BIN1-related centronuclear myopathy 2 is a muscle disease affecting type 2 muscle fibers.


Centronuclear myopathies are characterized by muscle weakness, exercise intolerance, muscle atrophy, predominance of type 1 muscle fibers and aberrant positioning of nuclei and mitochondria. The first symptoms usually appear between 6 and 8 months of age and worsen with the course of the disease producing severe muscle weakness.

Disease Management

Available treatments focus on alleviating symptoms. Euthanasia is often resorted to as severe muscle weakening occurs. Should your dog show any symptoms, you should see your veterinarian for evaluation.

Genetic basis

This disease follows an autosomal recessive mode of inheritance. Autosomal recessive inheritance means that the dog, regardless of sex, must receive two copies of the mutation or pathogenic variant to be at risk of developing the disease. Both parents of an affected dog must carry at least one copy of the mutation.
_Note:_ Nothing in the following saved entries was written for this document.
use super::language::{detect_language, is_binary_extension};
use crate::config::IngestConfig;
use crate::types::SourceFile;
use anyhow::{Context, Result};
use globset::{Glob, GlobSet, GlobSetBuilder};
use ignore::WalkBuilder;
use std::fs;
use std::path::{Path, PathBuf};

/// Directories that are never part of an analysis, on top of ignore files
const DEFAULT_EXCLUDED_DIRS: &[&str] = &[
    "node_modules",
    ".git",
    ".svn",
    ".hg",
    "__pycache__",
    ".pytest_cache",
    "venv",
    "env",
    ".env",
    "dist",
    "build",
    "target",
    "bin",
    "obj",
    ".idea",
    ".vscode",
    ".vs",
    "coverage",
    ".nyc_output",
];

/// Bytes inspected for NUL when sniffing binary content
const BINARY_SNIFF_LEN: usize = 1024;

/// Loads a directory tree into [`SourceFile`] records
pub struct SourceLoader {
    root: PathBuf,
    config: IngestConfig,
}

impl SourceLoader {
    pub fn new(root: impl AsRef<Path>) -> Self {
        Self {
            root: root.as_ref().to_path_buf(),
            config: IngestConfig::default(),
        }
    }

    pub fn with_config(mut self, config: IngestConfig) -> Self {
        self.config = config;
        self
    }

    pub fn with_max_file_size(mut self, max_file_size: u64) -> Self {
        self.config.max_file_size = max_file_size;
        self
    }

    /// Walk the directory and collect every eligible text file, sorted by path
    pub fn load(&self) -> Result<Vec<SourceFile>> {
        if !self.root.exists() {
            anyhow::bail!("Root directory does not exist: {:?}", self.root);
        }
        if !self.root.is_dir() {
            anyhow::bail!("Root path is not a directory: {:?}", self.root);
        }

        let includes = if self.config.include_patterns.is_empty() {
            None
        } else {
            Some(build_globset(&self.config.include_patterns)?)
        };
        let excludes = build_globset(&self.exclude_patterns())?;

        let root = self.root.clone();
        let gitignore = self.config.respect_gitignore;
        let walker = WalkBuilder::new(&self.root)
            .standard_filters(gitignore)
            .hidden(false)
            .git_ignore(gitignore)
            .git_exclude(gitignore)
            .git_global(gitignore)
            .require_git(false)
            .sort_by_file_name(|a, b| a.cmp(b))
            .filter_entry(move |entry| {
                entry.depth() == 0 || !excludes.is_match(relative_path(&root, entry.path()))
            })
            .build();

        let mut files = Vec::new();
        for entry in walker {
            let entry = entry.context("Failed to read directory entry")?;
            if !entry.file_type().is_some_and(|t| t.is_file()) {
                continue;
            }

            let relative_path = relative_path(&self.root, entry.path());

            if let Some(includes) = &includes
                && !includes.is_match(&relative_path)
            {
                continue;
            }

            if is_binary_extension(&relative_path) {
                tracing::debug!("Skipping binary file: {}", relative_path);
                continue;
            }

            if let Ok(metadata) = entry.metadata()
                && metadata.len() > self.config.max_file_size
            {
                tracing::debug!("Skipping large file: {}", relative_path);
                continue;
            }

            let bytes = fs::read(entry.path())
                .with_context(|| format!("Failed to read {}", relative_path))?;

            if looks_binary(&bytes) {
                tracing::debug!("Skipping file with binary content: {}", relative_path);
                continue;
            }

            let size = bytes.len();
            let content = match String::from_utf8(bytes) {
                Ok(text) => text,
                Err(e) => String::from_utf8_lossy(e.as_bytes()).into_owned(),
            };

            let language = detect_language(&relative_path);
            let mut file = SourceFile::with_language(relative_path, language, content);
            file.size = size;
            files.push(file);
        }
        files.sort_by(|a, b| a.path.cmp(&b.path));

        tracing::info!("Loaded {} source files from {:?}", files.len(), self.root);
        Ok(files)
    }

    /// Built-in directory excludes followed by the configured ones
    fn exclude_patterns(&self) -> Vec<String> {
        DEFAULT_EXCLUDED_DIRS
            .iter()
            .flat_map(|dir| [format!("**/{}", dir), format!("**/{}/**", dir)])
            .chain(self.config.exclude_patterns.iter().cloned())
            .collect()
    }
}

fn build_globset(patterns: &[String]) -> Result<GlobSet> {
    let mut builder = GlobSetBuilder::new();
    for pattern in patterns {
        builder.add(Glob::new(pattern).with_context(|| format!("Invalid glob pattern: {}", pattern))?);
    }
    Ok(builder.build()?)
}

/// Path below `root` with forward slashes
fn relative_path(root: &Path, path: &Path) -> String {
    path.strip_prefix(root)
        .unwrap_or(path)
        .to_string_lossy()
        .replace('\\', "/")
}

fn looks_binary(bytes: &[u8]) -> bool {
    bytes.iter().take(BINARY_SNIFF_LEN).any(|&b| b == 0)
}
/// Integration tests for the analysis cache across handles and threads
use archlens::cache::{AnalysisCache, CacheMetadata, CacheNamespace, CacheSet};
use chrono::{TimeDelta, Utc};
use std::sync::Arc;
use std::thread;
use tempfile::TempDir;

fn metadata() -> CacheMetadata {
    CacheMetadata::new("PAYROLL.cbl", "cobol").with_attribute("chunk", 1)
}

#[test]
fn test_entries_survive_reopening() {
    let dir = TempDir::new().unwrap();
    {
        let cache = AnalysisCache::open(dir.path(), CacheNamespace::Cobol, 24).unwrap();
        cache.put("PROCEDURE DIVISION.", &metadata(), "analysis").unwrap();
    }

    let reopened = AnalysisCache::open(dir.path(), CacheNamespace::Cobol, 24).unwrap();
    assert_eq!(
        reopened.get("PROCEDURE DIVISION.", &metadata()).as_deref(),
        Some("analysis")
    );
}

#[test]
fn test_concurrent_writers_of_same_key_leave_one_entry() {
    let dir = TempDir::new().unwrap();
    let cache = Arc::new(AnalysisCache::open(dir.path(), CacheNamespace::Generic, 24).unwrap());

    let handles: Vec<_> = (0..8)
        .map(|_| {
            let cache = Arc::clone(&cache);
            thread::spawn(move || {
                for _ in 0..10 {
                    cache.put("shared chunk", &metadata(), "same response").unwrap();
                    // Readers never observe a partial record
                    if let Some(response) = cache.get("shared chunk", &metadata()) {
                        assert_eq!(response, "same response");
                    }
                }
            })
        })
        .collect();
    for handle in handles {
        handle.join().unwrap();
    }

    let stats = cache.stats().unwrap();
    assert_eq!(stats.total, 1);
    assert_eq!(stats.valid, 1);
}

#[test]
fn test_expired_entry_is_deleted_on_read() {
    let dir = TempDir::new().unwrap();
    let cache = AnalysisCache::open(dir.path(), CacheNamespace::Repository, 24).unwrap();
    let stale = Utc::now() - TimeDelta::hours(25);

    cache
        .put_with_timestamp("repo summary", &metadata(), "old", stale)
        .unwrap();
    let path = cache
        .dir()
        .join(format!("{}.json", AnalysisCache::fingerprint("repo summary", &metadata())));
    assert!(path.exists());

    assert_eq!(cache.get("repo summary", &metadata()), None);
    assert!(!path.exists());
    assert_eq!(cache.purge_expired().unwrap(), 0);
}

#[test]
fn test_purge_counts_only_stale_entries() {
    let dir = TempDir::new().unwrap();
    let set = CacheSet::open(dir.path(), 24).unwrap();
    let stale = Utc::now() - TimeDelta::hours(30);

    set.generic
        .put_with_timestamp("a", &metadata(), "r", stale)
        .unwrap();
    set.generic
        .put_with_timestamp("b", &metadata(), "r", stale)
        .unwrap();
    set.generic.put("c", &metadata(), "r").unwrap();
    set.cobol.put_with_timestamp("a", &metadata(), "r", stale).unwrap();

    assert_eq!(set.generic.purge_expired().unwrap(), 2);
    assert_eq!(set.generic.stats().unwrap().total, 1);
    // Other namespaces are untouched
    assert_eq!(set.cobol.stats().unwrap().total, 1);
}

#[test]
fn test_ttl_boundary() {
    let dir = TempDir::new().unwrap();
    let cache = AnalysisCache::open(dir.path(), CacheNamespace::Generic, 24).unwrap();

    let recent = Utc::now() - TimeDelta::hours(23);
    cache.put_with_timestamp("recent", &metadata(), "r", recent).unwrap();
    assert_eq!(cache.get("recent", &metadata()).as_deref(), Some("r"));

    let old = Utc::now() - TimeDelta::hours(24);
    cache.put_with_timestamp("old", &metadata(), "r", old).unwrap();
    assert_eq!(cache.get("old", &metadata()), None);
}
/// Section headers; only accepted in area A
static COBOL_SECTIONS: LazyLock<Vec<Rule>> = LazyLock::new(|| {
    compile(&[
        (
            seq!(r"(WORKING-STORAGE|LOCAL-STORAGE|LINKAGE|FILE|CONFIGURATION|INPUT-OUTPUT|REPORT|SCREEN|COMMUNICATION)\s+SECTION\b"),
            BoundaryLevel::Section,
            LabelRule::Keyword("_SECTION"),
        ),
        (
            seq!(r"([A-Z0-9][\w-]*-SECTION)\s*\."),
            BoundaryLevel::Section,
            LabelRule::Name(""),
        ),
        (
            seq!(r"([A-Z0-9][\w-]*)\s+SECTION(?:\s+\d+)?\s*\."),
            BoundaryLevel::Section,
            LabelRule::Name("_SECTION"),
        ),
    ])
});

static COBOL_PARAGRAPHS: LazyLock<Vec<Rule>> = LazyLock::new(|| {
    compile(&[(
        seq!(r"([A-Z0-9][A-Z0-9-]*)\s*\."),
        BoundaryLevel::Paragraph,
        LabelRule::Name(""),
    )])
});

/// First column of area B, 0-based; sections and paragraphs start before it
const AREA_B_COLUMN: usize = 11;

static COBOL_COMMENT: LazyLock<Option<Regex>> =
    LazyLock::new(|| Regex::new(r"^(?:\d{6})?\s*[*/]").ok());

/// Single-word statements that look like paragraph labels
const COBOL_STATEMENTS: &[&str] = &["EXIT", "GOBACK", "CONTINUE", "STOP", "SKIP1", "SKIP2", "SKIP3", "EJECT"];

/// Keywords that the C-family function patterns would otherwise accept as names
const CONTROL_KEYWORDS: &[&str] = &[
    "if", "else", "for", "while", "switch", "return", "catch", "sizeof", "do", "new", "delete",
];

const PYTHON: &[(&str, BoundaryLevel, LabelRule)] = &[
    (r"^(?:async\s+)?def\s+(\w+)\s*\(", BoundaryLevel::Function, LabelRule::Name("")),
    (r"^class\s+(\w+)\s*[\(:]", BoundaryLevel::Class, LabelRule::Name("")),
];

const JAVASCRIPT: &[(&str, BoundaryLevel, LabelRule)] = &[
    (
        r"^(?:export\s+)?(?:default\s+)?(?:async\s+)?function\s*\*?\s*(\w+)\s*\(",
        BoundaryLevel::Function,
        LabelRule::Name(""),
    ),
    (
        r"^(?:export\s+)?(?:default\s+)?class\s+(\w+)",
        BoundaryLevel::Class,
        LabelRule::Name(""),
    ),
    (
        r"^(?:export\s+)?(?:const|let|var)\s+(\w+)\s*=\s*(?:async\s+)?(?:function\b|\([^)]*\)\s*=>|\w+\s*=>)",
        BoundaryLevel::Function,
        LabelRule::Name(""),
    ),
    (r"^(\w+)\s*:\s*(?:async\s+)?function\s*\(", BoundaryLevel::Function, LabelRule::Name("")),
];

const TYPESCRIPT: &[(&str, BoundaryLevel, LabelRule)] = &[
    (
        r"^(?:export\s+)?(?:default\s+)?(?:async\s+)?function\s*\*?\s*(\w+)\s*[\(<]",
        BoundaryLevel::Function,
        LabelRule::Name(""),
    ),
    (
        r"^(?:export\s+)?(?:default\s+)?(?:abstract\s+)?class\s+(\w+)",
        BoundaryLevel::Class,
        LabelRule::Name(""),
    ),
    (r"^(?:export\s+)?interface\s+(\w+)", BoundaryLevel::Class, LabelRule::Name("")),
    (r"^(?:export\s+)?type\s+(\w+)\s*(?:<[^>]*>\s*)?=", BoundaryLevel::Class, LabelRule::Name("")),
    (
        r"^(?:export\s+)?(?:const|let|var)\s+(\w+)\s*(?::[^=]+)?=\s*(?:async\s+)?(?:function\b|\([^)]*\)[^=]*=>|\w+\s*=>)",
        BoundaryLevel::Function,
        LabelRule::Name(""),
    ),
];

const JAVA: &[(&str, BoundaryLevel, LabelRule)] = &[
    (
        r"^(?:(?:public|private|protected|static|final|abstract|sealed)\s+)*(?:class|interface|enum|record)\s+(\w+)",
        BoundaryLevel::Class,
        LabelRule::Name(""),
    ),
    (
        r"^(?:(?:public|private|protected|static|final|synchronized|abstract|native|override|async|virtual)\s+)+[\w<>\[\],.?\s]*?\s*(\w+)\s*\(",
        BoundaryLevel::Function,
        LabelRule::Name(""),
    ),
];

const CPP: &[(&str, BoundaryLevel, LabelRule)] = &[
    (r"^(?:template\s*<[^>]*>\s*)?(?:class|struct)\s+(\w+)[^;]*$", BoundaryLevel::Class, LabelRule::Name("")),
    (
        r"^[\w:<>,\*&\s]+?[\s\*&]+(?:\w+::)*(~?\w+)\s*\([^;]*$",
        BoundaryLevel::Function,
        LabelRule::Name(""),
    ),
];

const C: &[(&str, BoundaryLevel, LabelRule)] = &[
    (r"^(?:typedef\s+)?struct\s+(\w+)[^;]*$", BoundaryLevel::Class, LabelRule::Name("")),
    (r"^typedef\s+struct\s*\{", BoundaryLevel::Class, LabelRule::Fixed("typedef_struct")),
    (
        r"^[\w\*\s]+?[\s\*]+(\w+)\s*\([^;]*$",
        BoundaryLevel::Function,
        LabelRule::Name(""),
    ),
];

const GO: &[(&str, BoundaryLevel, LabelRule)] = &[
    (
        r"^func\s+(?:\([^)]*\)\s*)?(\w+)\s*[\(\[]",
        BoundaryLevel::Function,
        LabelRule::Name(""),
    ),
    (r"^type\s+(\w+)\s+(?:struct|interface)\b", BoundaryLevel::Class, LabelRule::Name("")),
];

const RUST: &[(&str, BoundaryLevel, LabelRule)] = &[
    (
        r"^(?:pub(?:\([^)]*\))?\s+)?(?:const\s+)?(?:async\s+)?(?:unsafe\s+)?(?:extern\s+\S+\s+)?fn\s+(\w+)",
        BoundaryLevel::Function,
        LabelRule::Name(""),
    ),
    (
        r"^(?:pub(?:\([^)]*\))?\s+)?(?:unsafe\s+)?(?:struct|enum|trait|mod|union)\s+(\w+)",
        BoundaryLevel::Class,
        LabelRule::Name(""),
    ),
    (r"^(?:unsafe\s+)?impl\b(?:\s*<[^>]*>)?\s+(?:\w+::)*(\w+)", BoundaryLevel::Class, LabelRule::Name("")),
];
pub mod auth;
pub mod engine;
pub mod limits;
pub mod model;
pub mod notify;
pub mod observability;
pub mod reaper;
pub mod wal;
pub mod wire;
Animals with only one copy of the mutation are not at increased risk of developing the disease, but may pass the mutation on to future generations. Breeding between dogs carrying genetic variants that can cause disease, even if they do not show symptoms, is not recommended.

Technical report

The BIN1 gene encodes for the amphiphysin 2 protein, which is involved in intracellular membrane trafficking and membrane remodeling in different cell types. In muscle, it may be involved in the formation of T-tubules (transverse tubules), which are invaginations of muscle cell membranes or sarcolemma, and which are regularly arranged between the myofibrils of striated muscle. Mutations in BIN1 have been associated with two different muscle disorders: centronuclear myopathy and myotonic dystrophy. However, the specific muscle function of amphiphysin 2 and the pathological mechanisms underlying the muscle disorders are not well understood. In the study of Böhm et al. it was shown that the c.786-2A>G mutation in the BIN1 gene can cause centronuclear myopathy in Great Danes.

Most affected breeds

  • Great Dane


Böhm J, Vasli N, Maurer M,et al. Altered splicing of the BIN1 muscle-specific exon in humans and dogs with highly progressive centronuclear myopathy. PLoS Genet. 2013 Jun;9(6):e1003430.